In general the quantum number $n$ gives the total number of nodal surfaces. The second quantum number $l$ gives the number of nodal non-spherical surfaces of the particular atomic orbital. As a consequence, $n -l$ gives the number of nodal spheres, that you are calling "minima" in your drawing.

Let's talk about the atomic orbitals with $n = 3$, as it is your desire. The $2$nd quantum number can be $0$, $1$, or $2$.

If $n = 3$ and $l = 0$, the orbital is $3s$ : there are one nodal sphere at infinite distance, and two nodal spheres near and around the nucleus. And there is only one such orbital, as the third number $m$ is equal to zero.

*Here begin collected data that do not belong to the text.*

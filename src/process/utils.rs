use chrono::NaiveDate;
use once_cell::sync::Lazy;
use regex::Regex;

static FILE_DATE: Lazy<Regex> =
    Lazy::new(|| Regex::new(r"(\d{4})[-_]?(\d{2})[-_]?(\d{2})").expect("static regex"));

/// Trim whitespace + strip outer quotes if present.
pub fn clean_str(raw: &str) -> String {
    let trimmed = raw.trim();
    if trimmed.starts_with('"') && trimmed.ends_with('"') && trimmed.len() >= 2 {
        trimmed[1..trimmed.len() - 1].trim().to_string()
    } else {
        trimmed.to_string()
    }
}

/// Cleaned cell, or `None` when nothing is left.
pub fn non_empty(raw: &str) -> Option<String> {
    let c = clean_str(raw);
    if c.is_empty() {
        None
    } else {
        Some(c)
    }
}

/// Extracts the run date from a file name carrying `YYYYMMDD`, `YYYY-MM-DD`
/// or `YYYY_MM_DD`, e.g. `processed_auctions_20240110.csv`.
pub fn extract_date_from_filename(filename: &str) -> Option<NaiveDate> {
    FILE_DATE.captures_iter(filename).find_map(|c| {
        let y = c[1].parse().ok()?;
        let m = c[2].parse().ok()?;
        let d = c[3].parse().ok()?;
        NaiveDate::from_ymd_opt(y, m, d)
    })
}
//! Property tests for the axis mapping, the region counter and the
//! interaction controller.

use float_cmp::approx_eq;
use proptest::prelude::*;

use venn::{
    DiagramBuilder, Event, Selection,
    config::AxesConfig,
    ellipse::{Ellipse, MIN_RADIUS},
    geometry::{Point, Size},
    identifier::Id,
    mapping::CoordinateMapper,
    regions::RegionCounter,
    scale::{Axis, QualitativeValue, RelativeValue, Stage, StageEdge},
};

const IDS: [&str; 6] = ["cultural", "leadership", "agile", "change", "robust", "intent"];

fn counter() -> RegionCounter {
    // Coarser than the default to keep each case cheap
    RegionCounter::new(Size::new(800.0, 600.0), 10.0)
}

fn ellipse_strategy() -> impl Strategy<Value = Ellipse> {
    (
        0usize..IDS.len(),
        0.0f32..800.0,
        0.0f32..600.0,
        20.0f32..250.0,
        20.0f32..250.0,
    )
        .prop_map(|(id, x, y, rx, ry)| Ellipse::new(IDS[id], Point::new(x, y), rx, ry))
}

fn event_strategy() -> impl Strategy<Value = Event> {
    let id = (0usize..IDS.len() + 1).prop_map(|i| Id::new(IDS.get(i).copied().unwrap_or("ghost")));
    prop_oneof![
        id.clone().prop_map(Event::ClickEllipse),
        Just(Event::ClickBackground),
        Just(Event::ClickHandle),
        Just(Event::Release),
        (-100.0f32..900.0, -100.0f32..700.0).prop_map(|(x, y)| Event::Drag(Point::new(x, y))),
        (0.0f32..3.0, 0.0f32..3.0).prop_map(|(scale_x, scale_y)| Event::Resize { scale_x, scale_y }),
        (id, -100.0f32..900.0, -100.0f32..700.0).prop_map(|(id, x, y)| Event::Place {
            id,
            position: Point::new(x, y),
        }),
    ]
}

/// Every qualitative value maps to its anchor and reads back as itself.
fn check_round_trip(value: QualitativeValue) -> Result<(), TestCaseError> {
    let mapper = CoordinateMapper::new(&AxesConfig::default()).expect("default axes");
    let axis = match value {
        QualitativeValue::Relative(_) => Axis::X,
        QualitativeValue::Stage(_) => Axis::Stage,
    };
    prop_assert_eq!(mapper.to_qualitative(axis, mapper.to_pixel(value)), Some(value));
    Ok(())
}

/// Region counts do not depend on the order of the ellipses.
fn check_count_is_order_independent(ellipses: Vec<Ellipse>) -> Result<(), TestCaseError> {
    let mut reversed = ellipses.clone();
    reversed.reverse();
    prop_assert_eq!(counter().regions(&ellipses), counter().regions(&reversed));
    Ok(())
}

/// A copy of an ellipse under another id never adds a region.
fn check_identical_copy_counts_one(ellipse: Ellipse) -> Result<(), TestCaseError> {
    let copy = Ellipse::new(
        "copy",
        ellipse.center(),
        ellipse.radius_x(),
        ellipse.radius_y(),
    );
    let alone = counter().count([&ellipse]);
    prop_assert!(alone <= 1);
    prop_assert_eq!(counter().count([&ellipse, &copy]), alone);
    Ok(())
}

/// Selection is always one known ellipse or nothing, no ellipse but the
/// selected one changes while a selection is held, and radii never drop
/// below the floor.
fn check_selection_and_radii(events: Vec<Event>) -> Result<(), TestCaseError> {
    let builder = DiagramBuilder::default();
    let mut session = builder.session().expect("default session");

    for event in events {
        let held = session.selection().id();
        let before: Vec<Ellipse> = session.model().iter().cloned().collect();
        let _ = session.handle(event);

        if let Some(held) = held {
            for (old, new) in before.iter().zip(session.model().iter()) {
                if old.id() != held {
                    prop_assert_eq!(old, new);
                }
            }
        }

        if let Selection::Selected(id) = session.selection() {
            prop_assert!(session.model().contains(id));
        }
        for ellipse in session.model().iter() {
            prop_assert!(ellipse.radius_x() >= MIN_RADIUS);
            prop_assert!(ellipse.radius_y() >= MIN_RADIUS);
        }
    }
    Ok(())
}

/// Selecting a start and an end stage in any order stores a pair whose start
/// has the smaller pixel value.
fn check_stage_pair_order(region: &str, first: Stage, second: Stage) -> Result<(), TestCaseError> {
    let builder = DiagramBuilder::default();
    let mut session = builder.session().expect("default session");
    let id = Id::new(region);

    for (edge, stage) in [(StageEdge::Start, first), (StageEdge::End, second)] {
        session
            .handle(Event::SelectStage {
                id,
                edge,
                stage: stage.to_string(),
            })
            .expect("known region");
    }

    let ellipse = session.model().get(id).expect("known region");
    let start = ellipse.stage_start().expect("start set");
    let end = ellipse.stage_end().expect("end set");
    let mapper = session.model().mapper();
    prop_assert!(mapper.stage_pixel(start) <= mapper.stage_pixel(end));
    Ok(())
}

proptest! {
    #![proptest_config(ProptestConfig::with_cases(32))]

    #[test]
    fn relative_value_round_trip(index in 0usize..3) {
        check_round_trip(QualitativeValue::Relative(RelativeValue::ALL[index]))?;
    }

    #[test]
    fn stage_round_trip(index in 0usize..5) {
        check_round_trip(QualitativeValue::Stage(Stage::ALL[index]))?;
    }

    #[test]
    fn nearest_is_within_anchor_range(x in -1000.0f32..2000.0) {
        let mapper = CoordinateMapper::new(&AxesConfig::default()).expect("default axes");
        let nearest = mapper.x_pixel(mapper.nearest_relative_value(x));
        let distance = (nearest - x).abs();
        for value in RelativeValue::ALL {
            prop_assert!(distance <= (mapper.x_pixel(value) - x).abs());
        }
    }

    #[test]
    fn count_is_order_independent(ellipses in prop::collection::vec(ellipse_strategy(), 0..5)) {
        check_count_is_order_independent(ellipses)?;
    }

    #[test]
    fn identical_copy_counts_one(ellipse in ellipse_strategy()) {
        check_identical_copy_counts_one(ellipse)?;
    }

    #[test]
    fn far_apart_pair_counts_two(y in 100.0f32..500.0, r in 20.0f32..90.0) {
        let left = Ellipse::new("left", Point::new(150.0, y), r, r);
        let right = Ellipse::new("right", Point::new(650.0, y), r, r);
        prop_assert_eq!(counter().count([&left, &right]), 2);
    }

    #[test]
    fn stored_stage_pair_is_pixel_ordered(
        region in 0usize..IDS.len(),
        first in 0usize..5,
        second in 0usize..5,
    ) {
        check_stage_pair_order(IDS[region], Stage::ALL[first], Stage::ALL[second])?;
    }

    #[test]
    fn selection_and_radii_invariants(events in prop::collection::vec(event_strategy(), 0..40)) {
        check_selection_and_radii(events)?;
    }
}

#[test]
fn test_mapping_is_monotonic() {
    let mapper = CoordinateMapper::new(&AxesConfig::default()).expect("default axes");

    let xs: Vec<f32> = RelativeValue::ALL.iter().map(|v| mapper.x_pixel(*v)).collect();
    assert!(xs.windows(2).all(|w| w[0] < w[1]));

    // The stage axis runs bottom to top
    let ys: Vec<f32> = Stage::ALL.iter().map(|s| mapper.stage_pixel(*s)).collect();
    assert!(ys.windows(2).all(|w| w[0] > w[1]));
    assert!(approx_eq!(f32, ys[0], 600.0));
}

#[test]
fn test_disjoint_pair_counts_two() {
    let first = Ellipse::new("first", Point::new(100.0, 100.0), 50.0, 50.0);
    let second = Ellipse::new("second", Point::new(700.0, 500.0), 50.0, 50.0);

    assert_eq!(RegionCounter::default().count([&first, &second]), 2);
}

#[test]
fn test_count_is_deterministic() {
    let builder = DiagramBuilder::default();
    let session = builder.session().expect("session");
    let first = builder.snapshot(&session);
    let second = builder.snapshot(&session);
    assert_eq!(first.regions(), second.regions());
}
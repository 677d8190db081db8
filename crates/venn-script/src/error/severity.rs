//! Severity levels for diagnostics.

use std::fmt;

/// How serious a diagnostic is.
///
/// Errors stop a script from being replayed; warnings are reported and the
/// affected command still runs (the controller degrades it safely).
#[derive(Debug, Clone, Copy, PartialEq, Eq, Hash)]
pub enum Severity {
    Error,
    Warning,
}

impl Severity {
    pub fn is_error(&self) -> bool {
        matches!(self, Severity::Error)
    }

    pub fn is_warning(&self) -> bool {
        matches!(self, Severity::Warning)
    }
}

impl fmt::Display for Severity {
    fn fmt(&self, f: &mut fmt::Formatter<'_>) -> fmt::Result {
        match self {
            Severity::Error => write!(f, "error"),
            Severity::Warning => write!(f, "warning"),
        }
    }
}
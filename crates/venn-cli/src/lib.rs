//! CLI logic for the Venn diagram tool.
//!
//! Starts a session from the configuration, optionally replays an
//! interaction script against it, then writes the SVG snapshot and, when
//! requested, the text report.

pub mod error_adapter;

mod args;
mod config;

pub use args::Args;

use std::fs;

use log::{info, warn};

use venn::{DiagramBuilder, VennError};

use error_adapter::DiagnosticAdapter;

/// Run the Venn CLI application
///
/// Returns the number of unique intersections in the exported snapshot.
///
/// # Errors
///
/// Returns `VennError` for:
/// - File I/O errors
/// - Configuration loading errors
/// - Script syntax errors
/// - Rendering errors
pub fn run(args: &Args) -> Result<usize, VennError> {
    info!(
        script_path:? = args.script,
        output_path = args.output;
        "Processing diagram"
    );

    let mut app_config = config::load_config(args.config.as_ref())?;
    if let Some(step) = args.step {
        app_config = app_config.with_step(step);
    }

    let builder = DiagramBuilder::new(app_config);
    let mut session = builder.session()?;

    if let Some(path) = &args.script {
        let source = fs::read_to_string(path)?;
        let script = builder.parse_script(&source)?;
        let summary = builder.replay(&mut session, &script);

        let reporter = miette::GraphicalReportHandler::new();
        for diagnostic in summary.diagnostics() {
            let mut writer = String::new();
            let adapter = DiagnosticAdapter::new(diagnostic, &source);
            if reporter.render_report(&mut writer, &adapter).is_ok() {
                warn!("{writer}");
            }
        }
    }

    let snapshot = builder.snapshot(&session);
    let regions = snapshot.region_count();
    info!(regions; "Unique intersections counted");

    let svg = builder.render_svg(&snapshot)?;
    fs::write(&args.output, svg)?;
    info!(output_file = args.output; "SVG exported successfully");

    if let Some(report_path) = &args.report {
        let report = builder.render_report(&snapshot)?;
        fs::write(report_path, report)?;
        info!(report_file = report_path; "Report exported successfully");
    }

    Ok(regions)
}
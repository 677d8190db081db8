//! Color handling for rendered diagrams.
//!
//! The core model keeps an ellipse's fill as an opaque token; only the
//! drawing layer turns it into a [`Color`], which wraps `DynamicColor` from
//! the color crate and accepts any CSS color string.

use std::{fmt, str::FromStr};

use color::DynamicColor;

/// Wrapper around the `DynamicColor` type from the color crate
#[derive(Clone, Copy, PartialEq, Debug)]
pub struct Color {
    color: DynamicColor,
}

impl Color {
    /// Create a new `Color` from a CSS color string such as `"#ff0000"`,
    /// `"rgba(192, 80, 77, 0.4)"` or `"steelblue"`.
    ///
    /// # Examples
    ///
    /// ```
    /// use venn_core::color::Color;
    ///
    /// let red = Color::new("#ff0000").unwrap();
    /// let translucent = Color::new("rgba(91, 155, 213, 0.4)").unwrap();
    /// assert!((translucent.alpha() - 0.4).abs() < 0.001);
    /// assert!(Color::new("not-a-color").is_err());
    /// ```
    pub fn new(color_str: &str) -> Result<Self, String> {
        match DynamicColor::from_str(color_str) {
            Ok(color) => Ok(Self { color }),
            Err(err) => Err(format!("invalid color `{color_str}`: {err}")),
        }
    }

    /// Returns the alpha component, between 0.0 (transparent) and 1.0 (opaque).
    pub fn alpha(&self) -> f32 {
        self.color.components[3]
    }
}

impl Default for Color {
    fn default() -> Self {
        Self::new("black").expect("'black' is a valid CSS color")
    }
}

impl fmt::Display for Color {
    fn fmt(&self, f: &mut fmt::Formatter<'_>) -> fmt::Result {
        write!(f, "{}", self.color)
    }
}
//! Drawable primitives for the diagram canvas.
//!
//! Every drawable implements [`Drawable`]: it renders itself, centered on a
//! position, into a [`LayeredOutput`] so that the exporter can stack fills,
//! overlays and labels in a fixed z-order.

mod layer;
mod positioned;
mod region;
mod stroke;
mod text;

pub use layer::{LayeredOutput, RenderLayer, SvgNode};
pub use positioned::PositionedDrawable;
pub use region::{RegionShape, SelectionOutline};
pub use stroke::{StrokeDefinition, StrokeStyle};
pub use text::{Text, TextDefinition};

use crate::geometry::Point;

pub trait Drawable: std::fmt::Debug {
    /// Renders the element centered on `position`.
    fn render_to_layers(&self, position: Point) -> LayeredOutput;
}
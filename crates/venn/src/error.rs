//! Error types for Venn operations.
//!
//! [`VennError`] is the single error type returned by the library. Apart from
//! [`VennError::Io`] and [`VennError::Export`], every variant describes a
//! recoverable, local validation failure: the diagram state is left exactly
//! as it was before the failed call.

use std::io;

use thiserror::Error;

use venn_core::{identifier::Id, scale::UnknownValueError};
use venn_script::ParseError;

/// The main error type for Venn operations.
///
/// # Diagnostic Variants
///
/// The `Script` variant keeps the script source next to the structured
/// diagnostics so that front ends can render labeled snippets.
#[derive(Debug, Error)]
pub enum VennError {
    #[error("I/O error: {0}")]
    Io(#[from] io::Error),

    #[error("{err}")]
    Script { err: ParseError, src: String },

    #[error("Configuration error: {0}")]
    Configuration(String),

    #[error("Unknown region `{0}`")]
    UnknownRegion(Id),

    #[error("Invalid rating {value} for `{id}`: ratings range from 1 to 5")]
    InvalidRating { id: Id, value: i32 },

    #[error("Export error: {0}")]
    Export(Box<dyn std::error::Error>),
}

impl From<crate::export::Error> for VennError {
    fn from(error: crate::export::Error) -> Self {
        Self::Export(Box::new(error))
    }
}

impl From<UnknownValueError> for VennError {
    fn from(error: UnknownValueError) -> Self {
        Self::Configuration(error.to_string())
    }
}

impl VennError {
    /// Create a new `Script` error with the associated source code.
    pub fn new_script_error(err: ParseError, src: impl Into<String>) -> Self {
        Self::Script {
            err,
            src: src.into(),
        }
    }
}

#[cfg(test)]
mod tests {
    use venn_core::scale::Axis;

    use super::*;

    #[test]
    fn test_unknown_value_becomes_configuration_error() {
        let err: VennError = UnknownValueError::new(Axis::Stage, "Later").into();
        assert!(matches!(err, VennError::Configuration(_)));
        assert_eq!(
            err.to_string(),
            "Configuration error: `Later` is not a value of the stage axis"
        );
    }

    #[test]
    fn test_invalid_rating_message() {
        let err = VennError::InvalidRating {
            id: Id::new("intent"),
            value: 7,
        };
        assert_eq!(
            err.to_string(),
            "Invalid rating 7 for `intent`: ratings range from 1 to 5"
        );
    }
}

If $n = 3$ and $l = 1$, the orbital is called $3p$, and it is your problem. As the third number $m$ can be $-1$, $0$, or $+1$, there are three such orbitals $3p$, called $3p_x$, $3p_y$ $3p_z$. For each orbital, there is $l = 1$ nodal plane per orbital, and $n - l = 2$ spherical nodes in each orbital, one being at infinite distance, and one near the nucleus. There are three such orbitals, with the same number of spherical and planar nodes : one has a nodal plane perpendicular to the $Ox$ axis, the second perpendicular to the $Oy$ axis, and the third perpendicular to the $Oz$ axis.

If $n = 3$ and $l = 2$, the orbitals are called $3d$. As the third quantum number $m$ can have 5 values, being $-2$. $-1$. $0$, $+1$ or $+2$, it makes five $3d$ atomic orbitals. These $5$ orbitals have all $n - l = 1$ spherical node, which is at infinite distance from the nucleus. Remains two nodal surfaces per each one of these 5 orbitals. For the first three of these five orbitals, the $2$ non-spherical nodal surfaces are two mutually perpendicular planes, namely $Oxy - Oyz$, then $Oxy - Oxz$, and $Oyz - Oxz$. The two other $3d$ orbitals must have two nodal surfaces which are neither spheres, nor planes. They may be conical, but they are difficult to explain without drawing.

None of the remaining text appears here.